CLEVELAND, OH—With the FBI release of the 2023 Internet Crime Report and National Consumer Protection Week upon us, FBI Cleveland Special Agent in Charge Greg Nelsen reminds the public about scams and frauds originating from across the globe that target Americans, leaving a trail of victims from coast to coast, including right here in Northern Ohio.

In 2023, phishing, which is the use of unsolicited email, text messages, and telephone calls purportedly from a legitimate company requesting personal, financial, and/or login credentials, was one of the most active Internet-based crimes according to the FBI IC3.gov report. According to the report, over 298,000 people reported phishing-based crimes in 2023. Simply, phishing is just like fishing; the criminal casts a “line” via email, text, or pop-up message to see if there are any nibbles and bites. Eventually, someone ends up taking the bait, consequently, getting reeled in as the catch of the day. As a result, the victim’s computer or device has been compromised and open to hackers, malware, ransomware, and other damaging tools that steal passwords, bank account information, or shut down ones access to their own computer system.

“In 2023, The FBI’s Internet Crime Complaint Center received 880,418 complaints with potential losses exceeding $12.5 billion. This is almost a 10% increase in complaints from 2022 (800,944 complaints received) and a 22% increase in losses from 2022 ($10.3 billion). That’s more than 2,400 complaints every single day,” said FBI Cleveland Special Agent in Charge Greg Nelsen. “Ohio ranked number five in the top 10 states of complaints, and number 17 in victim losses at over $197 million. And while we don’t like to see that number grow, we want to remind everyone to step up and report the crime or attempted scam. That is the only way we can identify criminals, investigate their actions, and dismantle their network.”

As scams continue to increase in scope and sophistication, it’s important that law enforcement and the public work together to stay ahead of the risks. If you have been a victim of an Internet-based financial crime, there is some optimism for recovery. The FBI IC3 Recovery Asset Team (RAT), established in February 2018, streamlines communication with financial institutions and assists FBI field offices with the freezing of funds for victims who made transfers to domestic accounts under fraudulent pretenses. The RAT has about a 71% success rate, with $538MM in losses frozen of the $758MM total losses. This greatly reduced the amount of money that would have been “paid” to bad actors by unsuspecting victims.

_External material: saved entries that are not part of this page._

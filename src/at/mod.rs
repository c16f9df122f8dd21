//! Access transformers: declarations that widen the visibility of classes
//! and members in the decompiled baseline.
//!
//! Declarations are collected from patch preambles, commit bodies and an
//! optional override file, merged into one sorted list, and applied to the
//! baseline sources by the materializer.

mod apply;
mod merge;
mod model;
mod parse;

pub use apply::{class_file, SourceTransform, SourceTransformReport};
pub use merge::{merge, MergeReport, Override};
pub use model::{AccessLevel, AccessTransformEntry, Descriptor, Finality, Visibility};
pub use parse::{declared_in, parse_entries, parse_line, render, AtParseError, AT_MARKER};
use crate::error::{PatchStackError, Result};
use std::fs;
use std::io::Write;
use std::path::Path;

/// Atomic file write: tempfile + fsync + rename.
///
/// The tempfile lives in the destination directory so the rename never
/// crosses filesystems. Missing parent directories are created.
pub fn atomic_write(path: &Path, content: &[u8]) -> Result<()> {
    let parent = path.parent().ok_or_else(|| {
        PatchStackError::io(
            path,
            std::io::Error::new(
                std::io::ErrorKind::InvalidInput,
                "path has no parent directory",
            ),
        )
    })?;
    fs::create_dir_all(parent).map_err(|e| PatchStackError::io(parent, e))?;

    let mut temp = tempfile::NamedTempFile::new_in(parent).map_err(|e| PatchStackError::io(parent, e))?;
    temp.write_all(content)
        .map_err(|e| PatchStackError::io(path, e))?;
    temp.as_file()
        .sync_all()
        .map_err(|e| PatchStackError::io(path, e))?;
    temp.persist(path)
        .map_err(|e| PatchStackError::io(path, e.error))?;

    Ok(())
}

/// Write `content` only when it differs from what is on disk.
///
/// Returns `true` when the file was written. Unchanged files keep their
/// mtime, which keeps downstream up-to-date checks quiet.
pub fn write_if_changed(path: &Path, content: &[u8]) -> Result<bool> {
    match fs::read(path) {
        Ok(existing) if existing == content => return Ok(false),
        Ok(_) => {}
        Err(e) if e.kind() == std::io::ErrorKind::NotFound => {}
        Err(e) => return Err(PatchStackError::io(path, e)),
    }
    atomic_write(path, content)?;
    Ok(true)
}

/// Remove `root/rel` and any directories it leaves empty, stopping at `root`.
///
/// Returns `false` when the file did not exist.
pub fn remove_file_pruning(root: &Path, rel: &str) -> Result<bool> {
    let path = root.join(rel);
    match fs::remove_file(&path) {
        Ok(()) => {}
        Err(e) if e.kind() == std::io::ErrorKind::NotFound => return Ok(false),
        Err(e) => return Err(PatchStackError::io(&path, e)),
    }

    let mut dir = path.parent();
    while let Some(current) = dir {
        if current == root || !current.starts_with(root) {
            break;
        }
        // Non-empty directories refuse removal; that ends the walk.
        if fs::remove_dir(current).is_err() {
            break;
        }
        dir = current.parent();
    }
    Ok(true)
}

#[cfg(test)]
mod tests {
    use super::*;

    #[test]
    fn test_atomic_write_creates_parents() {
        let temp_dir = tempfile::tempdir().unwrap();
        let file = temp_dir.path().join("a/b/c.txt");
        atomic_write(&file, b"content").unwrap();
        assert_eq!(fs::read_to_string(&file).unwrap(), "content");
    }

    #[test]
    fn test_write_if_changed_skips_identical_content() {
        let temp_dir = tempfile::tempdir().unwrap();
        let file = temp_dir.path().join("x.txt");
        assert!(write_if_changed(&file, b"one").unwrap());
        assert!(!write_if_changed(&file, b"one").unwrap());
        assert!(write_if_changed(&file, b"two").unwrap());
    }

    #[test]
    fn test_remove_file_pruning_stops_at_root() {
        let temp_dir = tempfile::tempdir().unwrap();
        let root = temp_dir.path();
        atomic_write(&root.join("a/b/c.txt"), b"x").unwrap();
        atomic_write(&root.join("a/keep.txt"), b"y").unwrap();

        assert!(remove_file_pruning(root, "a/b/c.txt").unwrap());
        assert!(!root.join("a/b").exists());
        assert!(root.join("a/keep.txt").exists());
        assert!(!remove_file_pruning(root, "a/b/c.txt").unwrap());
    }
}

Protection Against Phishing Campaigns

• The FBI recommends network defenders apply the following mitigations to reduce the risk of compromise:
  • At work: Educate employees on how to identify phishing, spear-phishing, social engineering, and spoofing attempts.
    • Advise employees to be cautious when providing sensitive information—such as login credentials—electronically or over the phone, particularly if unsolicited or anomalous. Employees should confirm, if possible, requests for sensitive information through secondary channels.
    • Create protocols for employees to send suspicious emails to IT departments for confirmation.
    • Mark external emails with a banner denoting the email is from an external source to assist users in detecting spoofed e-mails.
    • Enable strong spam filters to prevent phishing emails from reaching end users. Filter emails containing executable files from reaching end users.
    • Advise training personnel not to open email attachments from senders they do not recognize.
  • At home: Never accept a pop-up request or open a link that asks you to give control of your computer to another person or perceived entity.
  • Do not give our personal identifying information or provide information as a “correction” if the other person is close.
  • Require all accounts with password logins (e.g., service accounts, admin accounts, and domain admin accounts) to have strong, unique passphrases. Passphrases should not be reused across multiple accounts or stored on the system where an adversary may have access. (Note: Devices with local administrative accounts should implement a password policy that requires strong, unique passwords for each administrative account.)
  • Require multi-factor authentication for all services to the extent possible, particularly for webmail, virtual private networks, and accounts that access critical systems.
  • If there is evidence of system or network compromise, implement mandatory passphrase changes for all affected accounts.
  • Keep all operating systems and software up to date. Timely patching is one of the most efficient and cost-effective steps an organization can take to minimize its exposure to cybersecurity threats.
  • Advise family members not to open email attachments from senders they do not recognize and learn how to check carefully for “look-alike” emails and attachments.
  • Enable strong spam filters to prevent phishing emails from reaching end users. Filter emails containing executable files from reaching end users.

Since its inception, IC3 has received over 8 million complaints. To learn more about these and other scams targeting Americans visit FBI.gov, and if you believe you are the victim of a scam, take action by reporting it to the FBI’s Internet Crime Complaint Center at IC3.gov or by contacting your local law enforcement agency.